Last week I presented a webinar (hosted by Supply Chain Now Radio, APICS Atlanta, and Talent Stream) on Managing Your Metrics: Making Sure Your Metrics Deliver the Desired Results. The webinar is now available on demand, and you can access it here.
The core idea behind my presentation is that metrics – as important as they are – can not be implicitly trusted to achieve an enterprise’s stated objectives. Procurement and supply chain are quantitatively driven functions. Metrics just feel right… which is why we need to be all the more vigilant to be sure we don’t follow a number down a rabbit hole.
Peter Drucker, the founder of modern management, has famously been quoted as saying that “you can can’t manage what you can’t measure”, and that is true. But it is not an exclusive truth. Here are a few other statements that are equally true:
- Just because you can measure something doesn’t mean it is important.
- Just because you can measure something doesn’t mean it is the right place to focus your efforts.
- Sometimes you aren’t measuring something you could, and that does not make those things UN-important.
In the webinar, we talked through a few of the common traps companies fall into with their metrics:
Let Them Eat Cake
If you celebrate quantitatively measured performance (presumably with a cake in the breakroom or company kitchen), make sure the metrics are actually taking you in the right direction. In a true story pulled from the page of Finance Unleased, former IKEA Transformation Lead Peter Huber points out how a company with an industry topping customer satisfaction performance rating can still be failing their customers, while an improvement in service goes unnoticed.

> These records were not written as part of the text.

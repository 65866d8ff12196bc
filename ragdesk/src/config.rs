//! Application configuration.
//!
//! Values are layered: built-in defaults, then a JSON file, then
//! environment variables. The CLI applies its flags last.

use std::path::{Path, PathBuf};

use serde::{Deserialize, Serialize};
use tracing::debug;
use url::Url;

use crate::error::{Error, Result, TransportError};
use crate::session::{ChatMode, ConversationOptions, DEFAULT_WELCOME_MESSAGE};

/// Default API base URL (local development server).
pub const DEFAULT_API_URL: &str = "http://localhost:3000";

/// Environment variable overriding [`AppConfig::api_url`].
pub const ENV_API_URL: &str = "RAGDESK_API_URL";
/// Environment variable overriding [`AppConfig::agent_id`].
pub const ENV_AGENT_ID: &str = "RAGDESK_AGENT_ID";

const CONFIG_FILE: &str = "config.json";

/// Shared HTTP client configuration.
#[derive(Debug, Clone, PartialEq, Eq, Serialize, Deserialize)]
#[serde(default)]
pub struct HttpClientConfig {
    /// Request timeout in seconds.
    pub timeout_secs: Option<u64>,
    /// User agent string.
    pub user_agent: Option<String>,
}

impl Default for HttpClientConfig {
    fn default() -> Self {
        Self {
            timeout_secs: Some(60),
            user_agent: Some(concat!("ragdesk/", env!("CARGO_PKG_VERSION")).to_owned()),
        }
    }
}

impl HttpClientConfig {
    /// Build a reqwest client with this configuration.
    ///
    /// # Errors
    ///
    /// Returns [`Error::Transport`] if the TLS backend cannot be initialised.
    pub fn build_client(&self) -> Result<reqwest::Client> {
        let mut builder = reqwest::Client::builder();

        if let Some(timeout) = self.timeout_secs {
            builder = builder.timeout(std::time::Duration::from_secs(timeout));
        }

        if let Some(ref user_agent) = self.user_agent {
            builder = builder.user_agent(user_agent);
        }

        builder
            .build()
            .map_err(|e| TransportError::network(format!("failed to build HTTP client: {e}")).into())
    }
}

/// Top-level configuration.
#[derive(Debug, Clone, PartialEq, Eq, Serialize, Deserialize)]
#[serde(default)]
pub struct AppConfig {
    /// Base URL of the REST surface.
    pub api_url: String,
    /// Agent that guardrails are applied to.
    pub agent_id: Option<String>,
    /// Mode a new chat starts in.
    pub default_mode: ChatMode,
    /// System turn shown at the start of every session.
    pub welcome_message: String,
    /// Forward the selected guardrail on agent turns.
    pub agent_request_guardrails: bool,
    /// Environment name used to prefix deployed presets.
    pub environment: String,
    /// HTTP client settings.
    pub http: HttpClientConfig,
}

impl Default for AppConfig {
    fn default() -> Self {
        Self {
            api_url: DEFAULT_API_URL.to_owned(),
            agent_id: None,
            default_mode: ChatMode::default(),
            welcome_message: DEFAULT_WELCOME_MESSAGE.to_owned(),
            agent_request_guardrails: false,
            environment: "dev".to_owned(),
            http: HttpClientConfig::default(),
        }
    }
}

/// Parse an API base URL.
///
/// # Errors
///
/// Returns [`Error::Config`] unless `raw` is an absolute http(s) URL that
/// can carry a path.
pub fn parse_api_url(raw: &str) -> Result<Url> {
    let url =
        Url::parse(raw).map_err(|e| Error::config(format!("invalid API URL '{raw}': {e}")))?;
    match url.scheme() {
        "http" | "https" if !url.cannot_be_a_base() => Ok(url),
        "http" | "https" => Err(Error::config(format!("'{raw}' is not a base URL"))),
        other => Err(Error::config(format!(
            "API URL must use http or https, not '{other}'"
        ))),
    }
}

/// Directory holding the config file, e.g. `~/.config/ragdesk`.
#[must_use]
pub fn config_dir() -> PathBuf {
    dirs_next::config_dir()
        .or_else(dirs_next::home_dir)
        .unwrap_or_else(|| PathBuf::from("."))
        .join("ragdesk")
}

/// Default config file path.
#[must_use]
pub fn config_path() -> PathBuf {
    config_dir().join(CONFIG_FILE)
}

impl AppConfig {
    /// Load configuration.
    ///
    /// An explicit `path` must exist. Without one the default path is read
    /// if present, else defaults are used. Environment overrides apply
    /// either way.
    ///
    /// # Errors
    ///
    /// Returns [`Error::Config`] if the file cannot be read or parsed.
    pub fn load(path: Option<&Path>) -> Result<Self> {
        let mut config = match path {
            Some(path) => Self::from_file(path)?,
            None => {
                let default = config_path();
                if default.exists() {
                    Self::from_file(&default)?
                } else {
                    debug!(path = %default.display(), "no config file, using defaults");
                    Self::default()
                }
            }
        };
        config.apply_env(|key| std::env::var(key).ok());
        Ok(config)
    }

    /// Read a JSON config file. Missing fields take their defaults.
    ///
    /// # Errors
    ///
    /// Returns [`Error::Config`] if the file cannot be read or parsed.
    pub fn from_file(path: &Path) -> Result<Self> {
        let content = std::fs::read_to_string(path).map_err(|e| {
            Error::config(format!("failed to read {}: {e}", path.display()))
        })?;
        let config = serde_json::from_str(&content).map_err(|e| {
            Error::config(format!("failed to parse {}: {e}", path.display()))
        })?;
        debug!(path = %path.display(), "config loaded");
        Ok(config)
    }

    /// Write the config as pretty JSON, creating parent directories.
    ///
    /// # Errors
    ///
    /// Returns [`Error::Io`] or [`Error::Json`] on failure.
    pub fn save(&self, path: &Path) -> Result<()> {
        if let Some(parent) = path.parent() {
            std::fs::create_dir_all(parent)?;
        }
        std::fs::write(path, serde_json::to_string_pretty(self)?)?;
        Ok(())
    }

    /// Apply environment overrides read through `lookup`.
    pub fn apply_env(&mut self, lookup: impl Fn(&str) -> Option<String>) {
        if let Some(url) = lookup(ENV_API_URL).filter(|v| !v.is_empty()) {
            self.api_url = url;
        }
        if let Some(agent_id) = lookup(ENV_AGENT_ID).filter(|v| !v.is_empty()) {
            self.agent_id = Some(agent_id);
        }
    }

    /// The parsed API base URL.
    ///
    /// # Errors
    ///
    /// Returns [`Error::Config`] unless `api_url` is an absolute http(s) URL.
    pub fn api_base(&self) -> Result<Url> {
        parse_api_url(&self.api_url)
    }

    /// Check the configuration for errors.
    ///
    /// # Errors
    ///
    /// Returns [`Error::Config`] describing the first problem found.
    pub fn validate(&self) -> Result<()> {
        self.api_base()?;
        if self.agent_id.as_deref().is_some_and(|id| id.trim().is_empty()) {
            return Err(Error::config("agent_id must not be blank"));
        }
        if self.environment.trim().is_empty() {
            return Err(Error::config("environment must not be blank"));
        }
        if self.http.timeout_secs == Some(0) {
            return Err(Error::config("http.timeout_secs must be positive"));
        }
        Ok(())
    }

    /// Controller options derived from this config.
    #[must_use]
    pub fn conversation_options(&self) -> ConversationOptions {
        ConversationOptions {
            welcome_message: self.welcome_message.clone(),
            agent_request_guardrails: self.agent_request_guardrails,
        }
    }
}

Beware the Distraction of Vanity Metrics
In 2011, DoSomething.org, a digital platform for community activism, posted a YouTube video in conjunction with ESPN asking young people to donate their used sports equipment to kids in need. It was twice as popular as any video Dosomething.org had posted to date, getting 1.5 Million views. Then came the data report: only eight viewers signed up to donate equipment, and zero actually donated. Views did not equal success because success was measured in terms of donations, and so the video had to be considered a complete failure.
Moneyball and Metrics’ Predictive Value
Baseball teams used to focus on a single number—team batting average—when they talked about scoring runs for the purposes of recruiting. But after doing a proper statistical analysis, the Oakland A’s front office recognized that a player’s ability to get on base was a much better predictor of how many runs he would score. And for a time, at least until the other teams caught up, players with an ability to get on base were less expensive than players with a higher batting average. Now that’s value! As a result, they were able to recruit winning players without breaking the bank.
At the end of the day, all metrics should be able to survive the answers to the following questions:
- Do improvements in the selected metrics drive the desired business outcomes?
- Do the values of the metrics aligned with the results being seen?
- Are there business objectives that are not paired with quantitative information?
- What will serve as evidence that you have achieve a specific objective?